Kamis, 24 Januari 2013

Maulid Nabi Muhammad SAW


Hari itu, di tahun gajah
Bulan Rabiul Awal hari kedua belas
Semesta beryukur kepada Tuhan
Atas turunnya seseorang
Tak hanya rasul, ialah pemimpin atas segala makhluk Tuhan
Pembawa rahmat dan berkah
Pengiring cahaya Ilahi menuju kedamaian abadi
Pembawa nurulhuda dari lauhulmahfudz
Penyampai pesan nan mulia
Ialah jiwa yang suci, Rasulullah Muhammad Saw.

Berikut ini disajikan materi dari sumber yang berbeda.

//! Shared payload crate for stream-avatars.
//!
//! This crate contains:
//! - Roster snapshot decoding (lenient about malformed payloads)
//! - Pre-assigned variant choices
//! - The avatar asset manifest
//! - Render frames sent to the overlay page

mod choices;
mod error;
mod frame;
mod manifest;
mod roster;

pub use choices::Choices;
pub use error::ProtocolError;
pub use frame::{Activity, AvatarView, Facing, Frame};
pub use manifest::{BundleEntry, BundleSpec, IdleAnimationSpec, Manifest};
pub use roster::{RosterGroups, RosterSnapshot};

/// Prefix shared by every variant key.
pub const VARIANT_PREFIX: &str = "avatar-";

/// Variant key for a bundle identifier, e.g. `bird` -> `avatar-bird`.
pub fn variant_key(bundle: &str) -> String {
    format!("{VARIANT_PREFIX}{bundle}")
}

/// Sub-identifier of a variant key, e.g. `avatar-bird` -> `bird`.
pub fn variant_sub_id(key: &str) -> &str {
    key.strip_prefix(VARIANT_PREFIX).unwrap_or(key)
}
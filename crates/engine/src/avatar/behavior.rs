//! Per-variant behavior tuning.

use protocol::BundleSpec;
use rand::Rng;
use std::time::Duration;

/// Weighted idle sub-animation.
#[derive(Debug, Clone, PartialEq)]
pub struct IdleAnimation {
    pub weight: f64,
    pub class_name: String,
}

impl IdleAnimation {
    pub fn new(weight: f64, class_name: impl Into<String>) -> Self {
        Self {
            weight,
            class_name: class_name.into(),
        }
    }
}

/// How an avatar of a given variant behaves.
#[derive(Debug, Clone, PartialEq)]
pub struct AvatarBehavior {
    /// Chance of walking on each decision, between 0 and 1.
    pub walk_probability: f64,
    /// Minimum whole seconds between decisions.
    pub wait_minimum: u64,
    /// Maximum whole seconds between decisions (exclusive).
    pub wait_maximum: u64,
    /// Base milliseconds per one-unit walk step.
    pub walk_interval_ms: u64,
    /// Per-avatar jitter applied to `walk_interval_ms`, in milliseconds.
    pub walk_jitter_ms: u64,
    pub idle_animations: Vec<IdleAnimation>,
}

impl Default for AvatarBehavior {
    fn default() -> Self {
        Self {
            walk_probability: 0.25,
            wait_minimum: 5,
            wait_maximum: 17,
            walk_interval_ms: 100,
            walk_jitter_ms: 10,
            idle_animations: Vec::new(),
        }
    }
}

impl AvatarBehavior {
    /// Defaults overridden by whatever a manifest bundle specifies.
    pub fn from_spec(spec: Option<&BundleSpec>) -> Self {
        let mut behavior = Self::default();
        let Some(spec) = spec else {
            return behavior;
        };

        if let Some(p) = spec.walk_probability {
            behavior.walk_probability = p;
        }
        if let Some(min) = spec.wait_minimum {
            behavior.wait_minimum = min;
        }
        if let Some(max) = spec.wait_maximum {
            behavior.wait_maximum = max;
        }
        if let Some(ms) = spec.walk_interval_ms {
            behavior.walk_interval_ms = ms;
        }
        behavior.idle_animations = spec
            .idle_animations
            .iter()
            .map(|a| IdleAnimation::new(a.weight, a.class_name.clone()))
            .collect();
        behavior
    }

    /// Pick an idle animation by weight. `None` means plain idle, which is
    /// what an empty list or an all-zero list produces.
    pub fn pick_idle<R: Rng>(&self, rng: &mut R) -> Option<&IdleAnimation> {
        let total: f64 = self
            .idle_animations
            .iter()
            .map(|a| a.weight.max(0.0))
            .sum();
        if total <= 0.0 {
            return None;
        }

        let roll = rng.random::<f64>() * total;
        let mut current = 0.0;
        for anim in &self.idle_animations {
            let weight = anim.weight.max(0.0);
            if weight > 0.0 && roll < current + weight {
                return Some(anim);
            }
            current += weight;
        }

        // Float rounding can leave roll just past the last boundary.
        self.idle_animations.iter().rev().find(|a| a.weight > 0.0)
    }

    /// Delay before the next decision, in whole seconds from
    /// `[wait_minimum, wait_maximum)`.
    pub fn next_wait<R: Rng>(&self, rng: &mut R) -> Duration {
        let secs = if self.wait_maximum > self.wait_minimum {
            rng.random_range(self.wait_minimum..self.wait_maximum)
        } else {
            self.wait_minimum
        };
        Duration::from_secs(secs)
    }

    /// Walk step interval for a newly mounted avatar; the jitter is drawn
    /// once and kept for the avatar's lifetime.
    pub fn walk_interval<R: Rng>(&self, rng: &mut R) -> Duration {
        let jitter = self.walk_jitter_ms.min(self.walk_interval_ms.saturating_sub(1));
        let low = self.walk_interval_ms - jitter;
        let high = self.walk_interval_ms + jitter;
        Duration::from_millis(rng.random_range(low..=high).max(1))
    }
}

#[cfg(test)]
mod tests {
    use super::*;
    use rand::rngs::StdRng;
    use rand::SeedableRng;

    #[test]
    fn test_weighted_idle_distribution() {
        let behavior = AvatarBehavior {
            idle_animations: vec![IdleAnimation::new(1.0, "a"), IdleAnimation::new(3.0, "b")],
            ..Default::default()
        };
        let mut rng = StdRng::seed_from_u64(7);

        let (mut a, mut b) = (0u32, 0u32);
        for _ in 0..40_000 {
            match behavior.pick_idle(&mut rng).map(|x| x.class_name.as_str()) {
                Some("a") => a += 1,
                Some("b") => b += 1,
                other => panic!("unexpected pick {other:?}"),
            }
        }

        let ratio = b as f64 / a as f64;
        assert!((2.8..3.2).contains(&ratio), "ratio was {ratio}");
    }

    #[test]
    fn test_empty_and_zero_weights_are_plain_idle() {
        let mut rng = StdRng::seed_from_u64(1);
        let empty = AvatarBehavior::default();
        assert!(empty.pick_idle(&mut rng).is_none());

        let zeros = AvatarBehavior {
            idle_animations: vec![IdleAnimation::new(0.0, "a"), IdleAnimation::new(0.0, "b")],
            ..Default::default()
        };
        assert!(zeros.pick_idle(&mut rng).is_none());
    }

    #[test]
    fn test_zero_weight_entry_never_picked() {
        let behavior = AvatarBehavior {
            idle_animations: vec![IdleAnimation::new(0.0, "never"), IdleAnimation::new(2.0, "always")],
            ..Default::default()
        };
        let mut rng = StdRng::seed_from_u64(3);
        for _ in 0..1_000 {
            assert_eq!(behavior.pick_idle(&mut rng).unwrap().class_name, "always");
        }
    }

    #[test]
    fn test_wait_bounds() {
        let behavior = AvatarBehavior::default();
        let mut rng = StdRng::seed_from_u64(11);
        for _ in 0..1_000 {
            let wait = behavior.next_wait(&mut rng).as_secs();
            assert!((5..17).contains(&wait));
        }

        let fixed = AvatarBehavior {
            wait_minimum: 4,
            wait_maximum: 4,
            ..Default::default()
        };
        assert_eq!(fixed.next_wait(&mut rng), Duration::from_secs(4));
    }

    #[test]
    fn test_walk_interval_jitter() {
        let behavior = AvatarBehavior::default();
        let mut rng = StdRng::seed_from_u64(5);
        for _ in 0..1_000 {
            let ms = behavior.walk_interval(&mut rng).as_millis();
            assert!((90..=110).contains(&ms));
        }
    }

    #[test]
    fn test_from_spec_overrides() {
        let spec = BundleSpec {
            id: "robot".to_string(),
            walk_probability: Some(0.9),
            wait_maximum: Some(30),
            idle_animations: vec![protocol::IdleAnimationSpec {
                weight: 2.0,
                class_name: "beep".to_string(),
            }],
            ..Default::default()
        };
        let behavior = AvatarBehavior::from_spec(Some(&spec));
        assert_eq!(behavior.walk_probability, 0.9);
        assert_eq!(behavior.wait_minimum, 5);
        assert_eq!(behavior.wait_maximum, 30);
        assert_eq!(behavior.idle_animations, vec![IdleAnimation::new(2.0, "beep")]);
    }
}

Peringatan Maulid atau hari lahir Nabi Muhammad SAW, harus dapat dimaknai sebagai momentum untuk memperbaiki perilaku guna mendapatkan predikat "akhlakul karimah" atau akhlak yang mulia.
Peringatan dalam berbagai bentuk kegiatan selama ini tidak yang dilaksanakan di berbagai daerah menjadi masalah, jika tujuan utama kedatangan Nabi Muhammad SAW diamalkan. Namun, jika peringatan Maulid Nabi Muhammad SAW tidak diiringi dengan perbaikan dan penyempurnaan akhlak, maka kegiatan tersebut sekadar acara seremonial.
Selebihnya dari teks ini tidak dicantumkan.